The pressures of exigency are oftentimes the main cause of the loss of integrity of the program or project. Personal interrelationships and human resource management issues can also undermine good order and discipline necessary for the program or project to organize itself into a cohesive, working team that is focused on a common vision.

Key elements mentioned in our opening thesis regarding ethical conduct, adherence to democratic virtues which include acceptance of all members of the team regardless of color, ethnicity, race, sexual identity, religion, or place of national origin. People deserve the respect and decency deriving from their basic human rights to enjoy human dignity, as well as of their position. Adding to these elements include honesty and the willingness to accept and report bad news, which is essential to integrity.

An organization committed to the principle of accountability will seek to measure and ensure that the goals of the program or project are being met, and that ameliorative measures are taken to correct any deficiencies. Since these efforts oftentimes involve years of effort involving significant sums of public monies, fiduciary integrity is essential to this characteristic.

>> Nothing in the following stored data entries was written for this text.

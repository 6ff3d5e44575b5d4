//! Pure calculation functions for transformation geometry and numeric clamps.
//!
//! All functions here are pure and testable without any I/O or images.

use super::params::{CropRect, RelativeCrop};
use thiserror::Error;

/// Calculate the scale-to-fit dimensions for a `scale`/`thumbnail` step.
///
/// Bounds that are absent or `<= 0` default to the current dimension. The
/// width bound is applied first (shrinking both sides), then the height bound
/// is checked against the *already shrunk* height and applied to both sides
/// again. The two factors are applied one after the other rather than taking
/// the smaller of two factors computed against the original size; output
/// dimensions depend on that order, so it is kept as is.
///
/// Results are floored, with a floor of 1px per side so a degenerate ratio
/// never asks the codec for an empty image.
///
/// # Examples
/// ```
/// # use image_alter::imaging::calculate_scale_to_fit;
/// // 400x200 with maxwidth 100 → 100x50
/// assert_eq!(calculate_scale_to_fit((400, 200), Some(100), None), (100, 50));
///
/// // Already fits → unchanged
/// assert_eq!(calculate_scale_to_fit((400, 200), Some(800), Some(800)), (400, 200));
/// ```
pub fn calculate_scale_to_fit(
    current: (u32, u32),
    max_width: Option<i64>,
    max_height: Option<i64>,
) -> (u32, u32) {
    let (cur_w, cur_h) = current;
    let max_w = max_width.filter(|&v| v > 0).map_or(cur_w as f64, |v| v as f64);
    let max_h = max_height.filter(|&v| v > 0).map_or(cur_h as f64, |v| v as f64);

    let mut w = cur_w as f64;
    let mut h = cur_h as f64;

    // Width-driven shrink. Multiply before dividing so exact ratios stay exact.
    if w > max_w {
        h = h * max_w / w;
        w = max_w;
    }

    // Height-driven shrink on the squished pair.
    if h > max_h {
        w = w * max_h / h;
        h = max_h;
    }

    ((w.floor() as u32).max(1), (h.floor() as u32).max(1))
}

/// A crop whose rectangle has zero or negative area after clamping.
#[derive(Error, Debug, Clone, PartialEq)]
#[error(
    "crop rectangle [{x1}, {y1}, {x2}, {y2}] has no area (requires x1 < x2 and y1 < y2)"
)]
pub struct DegenerateCrop {
    pub x1: f64,
    pub y1: f64,
    pub x2: f64,
    pub y2: f64,
}

/// Clamp relative crop coordinates into `[0.0, 1.0]` and reject rectangles
/// that are empty or inverted.
///
/// Inverted rectangles are never silently swapped.
pub fn normalize_crop(coords: [f64; 4]) -> Result<RelativeCrop, DegenerateCrop> {
    let [x1, y1, x2, y2] = coords.map(|c| c.clamp(0.0, 1.0));

    if x1 >= x2 || y1 >= y2 {
        return Err(DegenerateCrop { x1, y1, x2, y2 });
    }

    Ok(RelativeCrop { x1, y1, x2, y2 })
}

/// Convert a relative crop into a pixel rectangle on an image of the given
/// dimensions.
///
/// Origin and extent are rounded independently, then trimmed so the rectangle
/// is at least 1x1 and stays inside the image.
///
/// # Examples
/// ```
/// # use image_alter::imaging::{calculate_crop_rect, normalize_crop};
/// let crop = normalize_crop([0.25, 0.25, 0.75, 0.75]).unwrap();
/// let rect = calculate_crop_rect(&crop, (400, 200));
/// assert_eq!((rect.x, rect.y, rect.width, rect.height), (100, 50, 200, 100));
/// ```
pub fn calculate_crop_rect(crop: &RelativeCrop, dims: (u32, u32)) -> CropRect {
    let (w, h) = dims;
    let (wf, hf) = (w as f64, h as f64);

    let x = ((crop.x1 * wf).round() as u32).min(w.saturating_sub(1));
    let y = ((crop.y1 * hf).round() as u32).min(h.saturating_sub(1));
    let width = ((crop.x2 - crop.x1) * wf).round() as u32;
    let height = ((crop.y2 - crop.y1) * hf).round() as u32;

    CropRect {
        x,
        y,
        width: width.clamp(1, (w - x).max(1)),
        height: height.clamp(1, (h - y).max(1)),
    }
}

/// Clamp a value into `[min, max]`.
pub fn clamp_to_range(value: f64, min: f64, max: f64) -> f64 {
    value.clamp(min, max)
}

/// Split a contrast intensity into a direction and an iteration count.
///
/// The intensity is rounded to a whole number and clamped to a magnitude of
/// `max_magnitude`. Positive values sharpen (raise contrast), negative values
/// dull it; the magnitude is how many times the primitive runs.
///
/// # Returns
/// * `(sharpen, iterations)`
pub fn contrast_steps(intensity: f64, max_magnitude: u32) -> (bool, u32) {
    let bound = max_magnitude as f64;
    let clamped = intensity.round().clamp(-bound, bound);
    (clamped >= 0.0, clamped.abs() as u32)
}

#[cfg(test)]
mod tests {
    use super::*;

    // =========================================================================
    // calculate_scale_to_fit tests
    // =========================================================================

    #[test]
    fn scale_width_bound_only() {
        // 400x200, maxwidth 100 → 100x50
        assert_eq!(calculate_scale_to_fit((400, 200), Some(100), None), (100, 50));
    }

    #[test]
    fn scale_height_bound_only() {
        // 400x200, maxheight 50 → 100x50
        assert_eq!(calculate_scale_to_fit((400, 200), None, Some(50)), (100, 50));
    }

    #[test]
    fn scale_no_bounds_is_identity() {
        assert_eq!(calculate_scale_to_fit((640, 480), None, None), (640, 480));
    }

    #[test]
    fn scale_non_positive_bounds_default_to_current() {
        assert_eq!(calculate_scale_to_fit((640, 480), Some(0), Some(-5)), (640, 480));
    }

    #[test]
    fn scale_never_enlarges() {
        assert_eq!(calculate_scale_to_fit((100, 50), Some(1000), Some(1000)), (100, 50));
    }

    #[test]
    fn scale_applies_width_then_height_sequentially() {
        // 1000x800, maxwidth 500 → 500x400; then maxheight 300 on the
        // squished height → 375x300.
        assert_eq!(calculate_scale_to_fit((1000, 800), Some(500), Some(300)), (375, 300));
    }

    #[test]
    fn scale_height_check_uses_squished_height() {
        // 1000x400, maxwidth 500 → 500x200. maxheight 300 is no longer
        // exceeded, so the second shrink never runs.
        assert_eq!(calculate_scale_to_fit((1000, 400), Some(500), Some(300)), (500, 200));
    }

    #[test]
    fn scale_floors_fractional_results() {
        // 333x100, maxwidth 100 → height 100*100/333 = 30.03 → 30
        assert_eq!(calculate_scale_to_fit((333, 100), Some(100), None), (100, 30));
        // 300x199, maxwidth 100 → height 66.33 → 66
        assert_eq!(calculate_scale_to_fit((300, 199), Some(100), None), (100, 66));
    }

    #[test]
    fn scale_width_formula_holds_for_many_sizes() {
        for (w, h, mw) in [(400, 200, 100), (1920, 1080, 640), (7, 3, 2), (5000, 17, 999)] {
            let (out_w, out_h) = calculate_scale_to_fit((w, h), Some(mw), None);
            assert_eq!(out_w, mw as u32);
            let expected = (h as f64 * mw as f64 / w as f64).floor().max(1.0) as u32;
            assert!(out_h.abs_diff(expected) <= 1, "{w}x{h} mw={mw} → {out_h}");
        }
    }

    #[test]
    fn scale_extreme_ratio_keeps_one_pixel() {
        assert_eq!(calculate_scale_to_fit((10000, 1), Some(10), None), (10, 1));
    }

    // =========================================================================
    // normalize_crop / calculate_crop_rect tests
    // =========================================================================

    #[test]
    fn crop_center_quarter() {
        let crop = normalize_crop([0.25, 0.25, 0.75, 0.75]).unwrap();
        let rect = calculate_crop_rect(&crop, (400, 200));
        assert_eq!(
            rect,
            CropRect {
                x: 100,
                y: 50,
                width: 200,
                height: 100
            }
        );
    }

    #[test]
    fn crop_coordinates_clamped() {
        let crop = normalize_crop([-1.0, -0.5, 2.0, 1.5]).unwrap();
        assert_eq!(
            crop,
            RelativeCrop {
                x1: 0.0,
                y1: 0.0,
                x2: 1.0,
                y2: 1.0
            }
        );
        let rect = calculate_crop_rect(&crop, (300, 150));
        assert_eq!((rect.x, rect.y, rect.width, rect.height), (0, 0, 300, 150));
    }

    #[test]
    fn crop_inverted_x_rejected() {
        let err = normalize_crop([0.8, 0.0, 0.2, 1.0]).unwrap_err();
        assert_eq!(err.x1, 0.8);
        assert_eq!(err.x2, 0.2);
    }

    #[test]
    fn crop_zero_area_rejected() {
        assert!(normalize_crop([0.5, 0.0, 0.5, 1.0]).is_err());
        assert!(normalize_crop([0.0, 0.3, 1.0, 0.3]).is_err());
    }

    #[test]
    fn crop_degenerate_after_clamping_rejected() {
        // Both x values clamp to 1.0
        assert!(normalize_crop([1.5, 0.0, 3.0, 1.0]).is_err());
        // Both y values clamp to 0.0
        assert!(normalize_crop([0.0, -2.0, 1.0, -1.0]).is_err());
    }

    #[test]
    fn crop_tiny_region_is_at_least_one_pixel() {
        let crop = normalize_crop([0.5, 0.5, 0.5001, 0.5001]).unwrap();
        let rect = calculate_crop_rect(&crop, (100, 100));
        assert_eq!((rect.width, rect.height), (1, 1));
    }

    #[test]
    fn crop_rect_stays_inside_image() {
        let crop = normalize_crop([0.999, 0.0, 1.0, 1.0]).unwrap();
        let rect = calculate_crop_rect(&crop, (10, 10));
        assert!(rect.x + rect.width <= 10);
        assert_eq!(rect.width, 1);
    }

    // =========================================================================
    // numeric clamps
    // =========================================================================

    #[test]
    fn contrast_positive_sharpens() {
        assert_eq!(contrast_steps(3.0, 10), (true, 3));
    }

    #[test]
    fn contrast_negative_dulls() {
        assert_eq!(contrast_steps(-4.0, 10), (false, 4));
    }

    #[test]
    fn contrast_magnitude_clamped() {
        assert_eq!(contrast_steps(55.0, 10), (true, 10));
        assert_eq!(contrast_steps(-55.0, 10), (false, 10));
    }

    #[test]
    fn contrast_rounds_fractional_intensity() {
        assert_eq!(contrast_steps(2.6, 10), (true, 3));
        assert_eq!(contrast_steps(0.2, 10), (true, 0));
    }

    #[test]
    fn clamp_to_range_bounds() {
        assert_eq!(clamp_to_range(300.0, 0.0, 256.0), 256.0);
        assert_eq!(clamp_to_range(-1.0, 0.0, 100.0), 0.0);
        assert_eq!(clamp_to_range(42.0, 0.0, 100.0), 42.0);
    }
}
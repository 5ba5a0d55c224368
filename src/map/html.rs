//! Emits a map surface as a standalone Leaflet page.

use serde_json::{Value, json};

use crate::{
    map::surface::{Control, Layer, MapSurface, Marker, MarkerKind, Polyline, Popup},
    shared::Coordinate,
};

const HEAD: &str = r#"<meta charset="utf-8"/>
<meta name="viewport" content="width=device-width, initial-scale=1.0"/>
<link rel="stylesheet" href="https://unpkg.com/leaflet@1.9.4/dist/leaflet.css"/>
<link rel="stylesheet" href="https://unpkg.com/leaflet.markercluster@1.5.3/dist/MarkerCluster.css"/>
<link rel="stylesheet" href="https://unpkg.com/leaflet.markercluster@1.5.3/dist/MarkerCluster.Default.css"/>
<link rel="stylesheet" href="https://cdnjs.cloudflare.com/ajax/libs/font-awesome/4.7.0/css/font-awesome.min.css"/>
<link rel="stylesheet" href="https://cdnjs.cloudflare.com/ajax/libs/Leaflet.awesome-markers/2.0.2/leaflet.awesome-markers.css"/>
<link rel="stylesheet" href="https://cdn.jsdelivr.net/npm/leaflet.fullscreen@3.0.2/Control.FullScreen.css"/>
<link rel="stylesheet" href="https://cdn.jsdelivr.net/npm/leaflet.locatecontrol@0.81.0/dist/L.Control.Locate.min.css"/>
<link rel="stylesheet" href="https://cdn.jsdelivr.net/npm/leaflet-measure@3.1.0/dist/leaflet-measure.css"/>
<script src="https://unpkg.com/leaflet@1.9.4/dist/leaflet.js"></script>
<script src="https://unpkg.com/leaflet.markercluster@1.5.3/dist/leaflet.markercluster.js"></script>
<script src="https://cdnjs.cloudflare.com/ajax/libs/Leaflet.awesome-markers/2.0.2/leaflet.awesome-markers.min.js"></script>
<script src="https://cdn.jsdelivr.net/npm/leaflet.fullscreen@3.0.2/Control.FullScreen.js"></script>
<script src="https://cdn.jsdelivr.net/npm/leaflet.locatecontrol@0.81.0/dist/L.Control.Locate.min.js"></script>
<script src="https://cdn.jsdelivr.net/npm/leaflet-measure@3.1.0/dist/leaflet-measure.js"></script>"#;

const TILE_LAYER: &str = "L.tileLayer('https://{s}.tile.openstreetmap.org/{z}/{x}/{y}.png', \
     {maxZoom: 19, attribution: '&copy; OpenStreetMap contributors'}).addTo(map);";

/// A JS string literal that is also safe inside a `<script>` block.
pub(crate) fn js_string(value: &str) -> String {
    Value::String(value.to_string())
        .to_string()
        .replace("</", "<\\/")
}

fn lat_lng(coordinate: &Coordinate) -> Value {
    json!([coordinate.latitude, coordinate.longitude])
}

struct Script {
    lines: Vec<String>,
    next_var: usize,
}

impl Script {
    fn new() -> Self {
        Self {
            lines: Vec::new(),
            next_var: 0,
        }
    }

    fn var(&mut self, prefix: &str) -> String {
        self.next_var += 1;
        format!("{prefix}_{}", self.next_var)
    }

    fn line(&mut self, line: String) {
        self.lines.push(line);
    }

    fn layers(&mut self, layers: &[Layer], parent: &str) {
        for layer in layers {
            match layer {
                Layer::Marker(marker) => self.marker(marker, parent),
                Layer::Polyline(polyline) => self.polyline(polyline, parent),
                Layer::Cluster(cluster) => {
                    let var = self.var("cluster");
                    self.line(format!("var {var} = L.markerClusterGroup();"));
                    self.layers(&cluster.layers, &var);
                    self.line(format!("{var}.addTo({parent});"));
                }
            }
        }
    }

    fn marker(&mut self, marker: &Marker, parent: &str) {
        let var = self.var("marker");
        let position = lat_lng(&marker.coordinate);
        match &marker.kind {
            MarkerKind::Pin(icon) => {
                let options = json!({
                    "icon": icon.glyph,
                    "prefix": "fa",
                    "markerColor": icon.marker_color,
                    "iconColor": icon.icon_color,
                });
                self.line(format!(
                    "var {var} = L.marker({position}, {{icon: L.AwesomeMarkers.icon({options})}});"
                ));
            }
            MarkerKind::Circle {
                radius,
                color,
                fill_opacity,
            } => {
                let options = json!({
                    "radius": radius,
                    "color": color,
                    "fill": true,
                    "fillColor": color,
                    "fillOpacity": fill_opacity,
                });
                self.line(format!("var {var} = L.circleMarker({position}, {options});"));
            }
        }
        self.annotations(&var, marker.tooltip.as_deref(), marker.popup.as_ref());
        self.line(format!("{var}.addTo({parent});"));
    }

    fn polyline(&mut self, polyline: &Polyline, parent: &str) {
        let var = self.var("line");
        let points: Vec<Value> = polyline.points.iter().map(lat_lng).collect();
        let options = json!({
            "color": polyline.color,
            "weight": polyline.style.weight,
            "opacity": polyline.style.opacity,
            "dashArray": polyline.style.dash_array,
        });
        self.line(format!(
            "var {var} = L.polyline({}, {options});",
            Value::Array(points)
        ));
        self.annotations(&var, polyline.tooltip.as_deref(), polyline.popup.as_ref());
        self.line(format!("{var}.addTo({parent});"));
    }

    fn annotations(&mut self, var: &str, tooltip: Option<&str>, popup: Option<&Popup>) {
        if let Some(tooltip) = tooltip {
            self.line(format!("{var}.bindTooltip({});", js_string(tooltip)));
        }
        if let Some(popup) = popup {
            self.line(format!(
                "{var}.bindPopup({}, {{maxWidth: {}}});",
                js_string(&popup.html),
                popup.max_width
            ));
        }
    }

    fn control(&mut self, control: Control) {
        let line = match control {
            Control::Scale => "L.control.scale().addTo(map);",
            Control::Fullscreen => "L.control.fullscreen().addTo(map);",
            Control::Locate => "L.control.locate().addTo(map);",
            Control::Measure => {
                "new L.Control.Measure({position: 'topright', primaryLengthUnit: 'kilometers'}).addTo(map);"
            }
            Control::LayerSwitcher => {
                "L.control.layers(null, routeLayers, {collapsed: false}).addTo(map);"
            }
        };
        self.line(line.to_string());
    }
}

pub(crate) fn render(surface: &MapSurface) -> String {
    let center = if surface.center.is_finite() {
        surface.center
    } else {
        Coordinate::default()
    };

    let mut script = Script::new();
    script.line(format!(
        "var map = L.map('map', {{center: {}, zoom: {}}});",
        lat_lng(&center),
        surface.zoom
    ));
    script.line(TILE_LAYER.to_string());
    script.line("var routeLayers = {};".to_string());
    script.layers(&surface.layers, "map");

    for group in &surface.groups {
        let var = script.var("group");
        script.line(format!("var {var} = L.featureGroup();"));
        script.layers(&group.layers, &var);
        if group.show {
            script.line(format!("{var}.addTo(map);"));
        }
        script.line(format!("routeLayers[{}] = {var};", js_string(&group.name)));
    }

    for control in &surface.controls {
        script.control(*control);
    }
    script.line("window.routeMap = map;".to_string());
    script.line("window.routeLayers = routeLayers;".to_string());

    let height = surface
        .height
        .map(|height| format!("{height}px"))
        .unwrap_or_else(|| "100vh".to_string());

    let mut page = String::new();
    page.push_str("<!DOCTYPE html>\n<html>\n<head>\n");
    page.push_str(HEAD);
    page.push_str(&format!(
        "\n<style>html, body {{margin: 0; padding: 0;}} #map {{width: 100%; height: {height};}}</style>\n"
    ));
    page.push_str("</head>\n<body>\n<div id=\"map\"></div>\n");
    for overlay in &surface.overlays {
        page.push_str(overlay);
        page.push('\n');
    }
    page.push_str("<script>\n");
    for line in &script.lines {
        page.push_str(line);
        page.push('\n');
    }
    for extra in &surface.scripts {
        page.push_str(extra);
        page.push('\n');
    }
    page.push_str("</script>\n</body>\n</html>\n");
    page
}

#[test]
fn js_string_escapes_script_end() {
    assert_eq!(js_string("a</script>\"b"), r#""a<\/script>\"b""#);
}
#![allow(dead_code)]

use fleetmap::routing::{
    Config,
    transport::{HttpResponse, Sleeper, Transport, TransportError},
};
use serde_json::{Value, json};
use std::{cell::RefCell, collections::VecDeque, rc::Rc, time::Duration};

type Reply = Result<HttpResponse, TransportError>;

#[derive(Default)]
struct Script {
    replies: VecDeque<Reply>,
    queries: Vec<Vec<(String, String)>>,
}

/// Answers requests from a fixed list of replies, timing out once it runs dry.
#[derive(Clone, Default)]
pub struct ScriptedTransport {
    script: Rc<RefCell<Script>>,
}

impl ScriptedTransport {
    pub fn new(replies: impl IntoIterator<Item = Reply>) -> Self {
        let transport = Self::default();
        transport.script.borrow_mut().replies = replies.into_iter().collect();
        transport
    }

    pub fn calls(&self) -> usize {
        self.script.borrow().queries.len()
    }

    pub fn query_value(&self, call: usize, name: &str) -> Option<String> {
        self.script
            .borrow()
            .queries
            .get(call)?
            .iter()
            .find(|(key, _)| key == name)
            .map(|(_, value)| value.clone())
    }
}

impl Transport for ScriptedTransport {
    fn get(&self, _url: &str, query: &[(&str, String)], _timeout: Duration) -> Reply {
        let mut script = self.script.borrow_mut();
        script.queries.push(
            query
                .iter()
                .map(|(key, value)| (key.to_string(), value.clone()))
                .collect(),
        );
        script
            .replies
            .pop_front()
            .unwrap_or(Err(TransportError::Timeout))
    }
}

#[derive(Clone, Default)]
pub struct RecordingSleeper {
    sleeps: Rc<RefCell<Vec<Duration>>>,
}

impl RecordingSleeper {
    pub fn sleeps(&self) -> Vec<Duration> {
        self.sleeps.borrow().clone()
    }
}

impl Sleeper for RecordingSleeper {
    fn sleep(&self, duration: Duration) {
        self.sleeps.borrow_mut().push(duration);
    }
}

pub fn keyed_config() -> Config {
    Config::default().with_api_key("test-key")
}

pub fn ok(body: Value) -> Reply {
    Ok(HttpResponse {
        status: 200,
        body: body.to_string(),
    })
}

pub fn status(status: u16, body: &str) -> Reply {
    Ok(HttpResponse {
        status,
        body: body.to_string(),
    })
}

/// A routing response with one LineString feature through `(lat, lon)` points.
pub fn feature_collection(points: &[(f64, f64)], distance_m: f64, time_s: f64) -> Value {
    let coordinates: Vec<Value> = points.iter().map(|(lat, lon)| json!([lon, lat])).collect();
    json!({
        "type": "FeatureCollection",
        "features": [{
            "type": "Feature",
            "properties": {"distance": distance_m, "time": time_s},
            "geometry": {"type": "LineString", "coordinates": coordinates}
        }]
    })
}
pub mod fleet;
pub mod geometry;
pub mod map;
pub mod routing;
pub mod shared;
pub mod style;

pub mod prelude {
    pub use crate::fleet::{Vehicle, VehicleType, Waypoint};
    pub use crate::geometry::{Extractor, RouteMetrics, RoutePath};
    pub use crate::map::{
        FleetRoutes, LogNotifier, MapSurface, Notice, Notifier, RenderReport, RouteDisplayEntry,
        RouteEntry, RouteRenderer, RouteState, SingleRoute,
    };
    pub use crate::routing::{
        Config, GeometrySource, RouteGeometry, RouteGeometryFetcher, RouteRequest, TravelMode,
    };
    pub use crate::shared::{Coordinate, Distance};
    pub use crate::style::{LineStyle, color_for, style_for};
}
use std::{
    cmp,
    fmt::Display,
    iter::Sum,
    ops::Add,
};

use serde::{Deserialize, Serialize};

const EARTH_RADIUS_KM: f64 = 6371.0;

#[derive(Debug, Clone, Copy, Default)]
pub struct Distance(f64);

impl PartialEq for Distance {
    fn eq(&self, other: &Self) -> bool {
        self.0 == other.0
    }
}

impl PartialOrd for Distance {
    fn partial_cmp(&self, other: &Self) -> Option<cmp::Ordering> {
        self.0.partial_cmp(&other.0)
    }
}

impl Add for Distance {
    type Output = Self;
    fn add(self, rhs: Self) -> Self::Output {
        Self(self.0 + rhs.0)
    }
}

impl Sum for Distance {
    fn sum<I: Iterator<Item = Self>>(iter: I) -> Self {
        iter.fold(Self::default(), |acc, value| acc + value)
    }
}

impl Distance {
    pub const fn from_meters(distance: f64) -> Self {
        Self(distance)
    }

    pub const fn from_kilometers(distance: f64) -> Self {
        Self(distance * 1000.0)
    }

    pub const fn as_kilometers(&self) -> f64 {
        self.0 / 1000.0
    }
}

/// A latitude/longitude pair in degrees.
///
/// Deserializes from either `latitude`/`longitude` or the shorter
/// `lat`/`lon` keys used by dashboard payloads.
#[derive(Debug, Default, Clone, Copy, PartialEq, Serialize, Deserialize)]
pub struct Coordinate {
    #[serde(alias = "lat")]
    pub latitude: f64,
    #[serde(alias = "lon", alias = "lng")]
    pub longitude: f64,
}

impl Display for Coordinate {
    fn fmt(&self, f: &mut std::fmt::Formatter<'_>) -> std::fmt::Result {
        f.write_fmt(format_args!("{},{}", self.latitude, self.longitude))
    }
}

/// Averages the coordinates, used to center a map between its endpoints.
impl Sum for Coordinate {
    fn sum<I: Iterator<Item = Self>>(iter: I) -> Self {
        let mut count: usize = 0;
        let mut lat: f64 = 0.0;
        let mut lon: f64 = 0.0;
        iter.for_each(|coordinate| {
            count += 1;
            lat += coordinate.latitude;
            lon += coordinate.longitude;
        });
        let count = count as f64;
        Self {
            latitude: lat / count,
            longitude: lon / count,
        }
    }
}

impl From<(f64, f64)> for Coordinate {
    fn from((latitude, longitude): (f64, f64)) -> Self {
        Self {
            latitude,
            longitude,
        }
    }
}

impl From<Coordinate> for (f64, f64) {
    fn from(value: Coordinate) -> Self {
        (value.latitude, value.longitude)
    }
}

impl Coordinate {
    pub const fn new(latitude: f64, longitude: f64) -> Self {
        Self {
            latitude,
            longitude,
        }
    }

    /// Builds a coordinate from a GeoJSON position, which is `[lon, lat]`.
    pub const fn from_lon_lat(longitude: f64, latitude: f64) -> Self {
        Self {
            latitude,
            longitude,
        }
    }

    pub fn is_finite(&self) -> bool {
        self.latitude.is_finite() && self.longitude.is_finite()
    }

    /// True when the point can be sent to the routing API.
    ///
    /// A zero component counts as "unset": stop records without a geocode
    /// carry `0.0` rather than a missing field.
    pub fn is_routable(&self) -> bool {
        self.is_finite()
            && (-90.0..=90.0).contains(&self.latitude)
            && (-180.0..=180.0).contains(&self.longitude)
            && self.latitude != 0.0
            && self.longitude != 0.0
    }

    /// Great-circle distance (haversine).
    pub fn distance(&self, coord: &Self) -> Distance {
        let dist_lat = f64::to_radians(coord.latitude - self.latitude);
        let dist_lon = f64::to_radians(coord.longitude - self.longitude);
        let a = f64::powi(f64::sin(dist_lat / 2.0), 2)
            + f64::cos(f64::to_radians(self.latitude))
                * f64::cos(f64::to_radians(coord.latitude))
                * f64::sin(dist_lon / 2.0)
                * f64::sin(dist_lon / 2.0);
        let c = 2.0 * f64::atan2(f64::sqrt(a), f64::sqrt(1.0 - a));
        Distance::from_kilometers(EARTH_RADIUS_KM * c)
    }
}

/// Sum of the great-circle legs between consecutive points.
pub fn path_length(points: &[Coordinate]) -> Distance {
    points
        .windows(2)
        .map(|pair| pair[0].distance(&pair[1]))
        .sum()
}

#[test]
fn distance_test() {
    let coord_a = Coordinate::new(48.85800943005911, 2.3514350059357927);
    let coord_b = Coordinate::new(51.5052389927712, -0.12495407345099824);
    let d = coord_a.distance(&coord_b);
    assert!((d.as_kilometers() - 343.5).abs() < 5.0);
}

#[test]
fn distance_eq_test() {
    let dist_a = Distance::from_meters(1000.0);
    let dist_b = Distance::from_kilometers(1.0);
    assert_eq!(dist_a, dist_b)
}

#[test]
fn center_test() {
    let center: Coordinate = [Coordinate::new(-23.0, -46.0), Coordinate::new(-24.0, -47.0)]
        .into_iter()
        .sum();
    assert_eq!(center, Coordinate::new(-23.5, -46.5));
}

#[test]
fn routable_test() {
    assert!(Coordinate::new(-23.55, -46.63).is_routable());
    assert!(!Coordinate::new(0.0, -46.63).is_routable());
    assert!(!Coordinate::new(f64::NAN, -46.63).is_routable());
    assert!(!Coordinate::new(95.0, -46.63).is_routable());
}

#[test]
fn lat_lon_alias_test() {
    let coordinate: Coordinate = serde_json::from_str(r#"{"lat": 1.5, "lon": 2.5}"#).unwrap();
    assert_eq!(coordinate, Coordinate::new(1.5, 2.5));
}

All of these elements can and should exist in private, commercial practices. The difference that makes this a unique characteristic to program management in the public interest is the level of scrutiny, reporting, and review that is conducted: from oversight agencies within the Executive Department of the government, to the Congressional oversight, hearing and review processes, agency review, auditing and reporting, and inquires and critiques by the press and the public. Public interest program management is life in a fishbowl, except in the most secret efforts, and even those will eventually be subject to scrutiny.

As with a U.S. Navy ship that makes a port of call in a foreign country, the actions of the conduct of crew will not only reflect on themselves or their ship, but on the United States; so it is also with our program offices. Thus, systems of programmatic governance and business management must anticipate in their structure the level of adherence required. Given the inherent level of risk involved in these efforts, and given the normal amount of error human systems create even with good intentions and expertise, establishing a system committed to the elements of integrity creates a self-correcting one better prepared to meet the program’s or project’s challenges.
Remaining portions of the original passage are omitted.